Heros severus (previously known as Cichlasoma severum), is a species of tropical freshwater cichlid native to the upper Orinoco and upper Rio Negro basins in South America. It has historically been confused with several other species in the genus, most recently H. liberifer. Heros severus typically grow to around 13.5 cm, with a maximum length reaching to about 20 cm. They are aquatic vegetarians that primarily eat small benthic invertebrates and other plant material in their habitat. Common names for H. severus are striped cichlid, sedate cichlid, deacon, convict fish.
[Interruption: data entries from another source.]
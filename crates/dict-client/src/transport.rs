//! TCP transport for DICT connections.

use std::io;
use std::net::{SocketAddr, TcpStream, ToSocketAddrs};
use std::time::Duration;

use dict_config::ServerEndpoint;
use tracing::debug;

use crate::connection::CONNECTION_TARGET;
use crate::error::DictError;

/// Upper bound on establishing the TCP connection. Reads and writes on an
/// established connection are not bounded.
pub const CONNECTION_TIMEOUT: Duration = Duration::from_secs(5);

pub(crate) fn connect(endpoint: &ServerEndpoint) -> Result<TcpStream, DictError> {
    let failed = |source| DictError::ConnectionFailed {
        endpoint: endpoint.to_string(),
        source,
    };
    let addresses = resolve_addresses(endpoint.host(), endpoint.port()).map_err(failed)?;

    let mut last_error = None;
    for address in addresses {
        debug!(target: CONNECTION_TARGET, %address, "attempting connection");
        match TcpStream::connect_timeout(&address, CONNECTION_TIMEOUT) {
            Ok(stream) => return Ok(stream),
            Err(error) => last_error = Some(error),
        }
    }
    Err(failed(last_error.unwrap_or_else(|| {
        io::Error::new(io::ErrorKind::AddrNotAvailable, "no resolved addresses")
    })))
}

fn resolve_addresses(host: &str, port: u16) -> io::Result<Vec<SocketAddr>> {
    let addresses: Vec<SocketAddr> = (host, port).to_socket_addrs()?.collect();
    if addresses.is_empty() {
        return Err(io::Error::new(
            io::ErrorKind::AddrNotAvailable,
            "no resolved addresses",
        ));
    }
    Ok(addresses)
}
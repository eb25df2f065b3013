//! Tests for the CLI runtime.

mod support;
mod unit;
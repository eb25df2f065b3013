//! Maps status lines onto the next step of an exchange.
//!
//! Each exchange declares the codes that let it proceed. Everything else
//! falls through to a class-level default: the `55x` "nothing found" family
//! becomes an empty result for the lookups that allow one, and any other
//! code fails the call.

use std::ops::RangeInclusive;

use crate::status::Status;

/// Codes meaning "no such database, strategy, match or word".
pub const NO_RESULT_CODES: RangeInclusive<u16> = 550..=555;

const SUCCESS_CLASS: u8 = 2;
const PERMANENT_ERROR_CLASS: u8 = 5;

/// The protocol step a status line answers.
#[derive(Debug, Clone, Copy, PartialEq, Eq)]
pub enum Exchange {
    /// Greeting sent when the connection opens.
    Banner,
    /// Opening reply to `show db`.
    ShowDatabases,
    /// Opening reply to `show strat`.
    ShowStrategies,
    /// Opening reply to `define`.
    Define,
    /// Header of one definition block inside a `define` reply.
    DefinitionBlock,
    /// Opening reply to `match`.
    Match,
    /// Final status closing a multi-line reply.
    Completion,
}

/// What the caller does after reading a status line.
#[derive(Debug, Clone, Copy, PartialEq, Eq)]
pub enum Disposition {
    /// Continue with the exchange (read the body, if one is declared).
    Proceed,
    /// Return an empty result; no body follows.
    EmptyResult,
    /// Abort the call with a protocol error.
    Fail,
}

struct Expectation {
    codes: &'static [u16],
    accepts_success_class: bool,
    allows_empty: bool,
}

impl Exchange {
    const fn expectation(self) -> Expectation {
        match self {
            Self::Banner => Expectation {
                codes: &[220],
                accepts_success_class: true,
                allows_empty: false,
            },
            Self::ShowDatabases => Expectation {
                codes: &[110],
                accepts_success_class: false,
                allows_empty: true,
            },
            Self::ShowStrategies => Expectation {
                codes: &[111],
                accepts_success_class: false,
                allows_empty: true,
            },
            Self::Define => Expectation {
                codes: &[150],
                accepts_success_class: false,
                allows_empty: true,
            },
            Self::DefinitionBlock => Expectation {
                codes: &[151],
                accepts_success_class: false,
                allows_empty: false,
            },
            Self::Match => Expectation {
                codes: &[152],
                accepts_success_class: false,
                allows_empty: true,
            },
            Self::Completion => Expectation {
                codes: &[250],
                accepts_success_class: false,
                allows_empty: false,
            },
        }
    }
}

/// Classifies `status` as the reply to `exchange`.
#[must_use]
pub fn disposition(exchange: Exchange, status: &Status) -> Disposition {
    let expectation = exchange.expectation();
    if expectation.codes.contains(&status.code()) {
        return Disposition::Proceed;
    }
    match status.class() {
        SUCCESS_CLASS if expectation.accepts_success_class => Disposition::Proceed,
        PERMANENT_ERROR_CLASS
            if expectation.allows_empty && NO_RESULT_CODES.contains(&status.code()) =>
        {
            Disposition::EmptyResult
        }
        _ => Disposition::Fail,
    }
}

#[cfg(test)]
mod tests {
    use rstest::rstest;

    use super::*;

    fn status(line: &str) -> Status {
        Status::parse(line).expect("fixture status parses")
    }

    #[rstest]
    #[case(Exchange::Banner, "220 dict.example ready", Disposition::Proceed)]
    #[case(Exchange::Banner, "230 greetings", Disposition::Proceed)]
    #[case(Exchange::Banner, "530 access denied", Disposition::Fail)]
    #[case(Exchange::Banner, "420 server temporarily unavailable", Disposition::Fail)]
    #[case(Exchange::Banner, "552 no match", Disposition::Fail)]
    #[case(Exchange::ShowDatabases, "110 3 databases present", Disposition::Proceed)]
    #[case(Exchange::ShowDatabases, "554 no databases present", Disposition::EmptyResult)]
    #[case(Exchange::ShowStrategies, "111 2 strategies present", Disposition::Proceed)]
    #[case(Exchange::ShowStrategies, "555 no strategies available", Disposition::EmptyResult)]
    #[case(Exchange::Define, "150 2 definitions retrieved", Disposition::Proceed)]
    #[case(Exchange::Define, "550 invalid database", Disposition::EmptyResult)]
    #[case(Exchange::Define, "552 no match", Disposition::EmptyResult)]
    #[case(Exchange::Match, "152 4 matches found", Disposition::Proceed)]
    #[case(Exchange::Match, "551 invalid strategy", Disposition::EmptyResult)]
    #[case(Exchange::Match, "552 no match", Disposition::EmptyResult)]
    #[case(Exchange::Match, "553 reserved", Disposition::EmptyResult)]
    #[case(Exchange::Match, "500 command not recognized", Disposition::Fail)]
    #[case(Exchange::Match, "501 syntax error, illegal parameters", Disposition::Fail)]
    #[case(Exchange::Match, "503 command parameter not implemented", Disposition::Fail)]
    #[case(Exchange::Match, "556 unknown", Disposition::Fail)]
    #[case(Exchange::Match, "420 server temporarily unavailable", Disposition::Fail)]
    #[case(Exchange::Match, "250 ok", Disposition::Fail)]
    #[case(Exchange::Match, "999 nonsense", Disposition::Fail)]
    #[case(Exchange::DefinitionBlock, r#"151 "apple" fd "desc""#, Disposition::Proceed)]
    #[case(Exchange::DefinitionBlock, "552 no match", Disposition::Fail)]
    #[case(Exchange::Completion, "250 ok", Disposition::Proceed)]
    #[case(Exchange::Completion, "220 hello again", Disposition::Fail)]
    #[case(Exchange::Completion, "552 no match", Disposition::Fail)]
    fn partitions_replies(
        #[case] exchange: Exchange,
        #[case] line: &str,
        #[case] expected: Disposition,
    ) {
        assert_eq!(disposition(exchange, &status(line)), expected);
    }
}
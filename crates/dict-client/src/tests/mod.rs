//! Behavioural tests driving the client against the fake DICT server.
This species is rarely found in the aquarium trade where the more common Heros efasciatus is found instead. Heros severus was first identified in 1840, but it was misidentified for many years. Until 2015 Heros severus was thought to be the mouth brooder that was in the aquarium trade. Originally in 1840 the H. severus was characterised as having a partially formed 7th band, but the identification was dismissed as an anomaly in the collected fish. In 2015 the true Heros severus was discovered, and had the tell tale partial 7th band that was described in 1840, this was known for a short time has Heros sp. Curare' or Tiger severum until officially named as the true severus. The mouthbrooder who previously was thought to be Heros severus was classified as Heros liberifer by Staeck, Wolfgang & I. Schindler.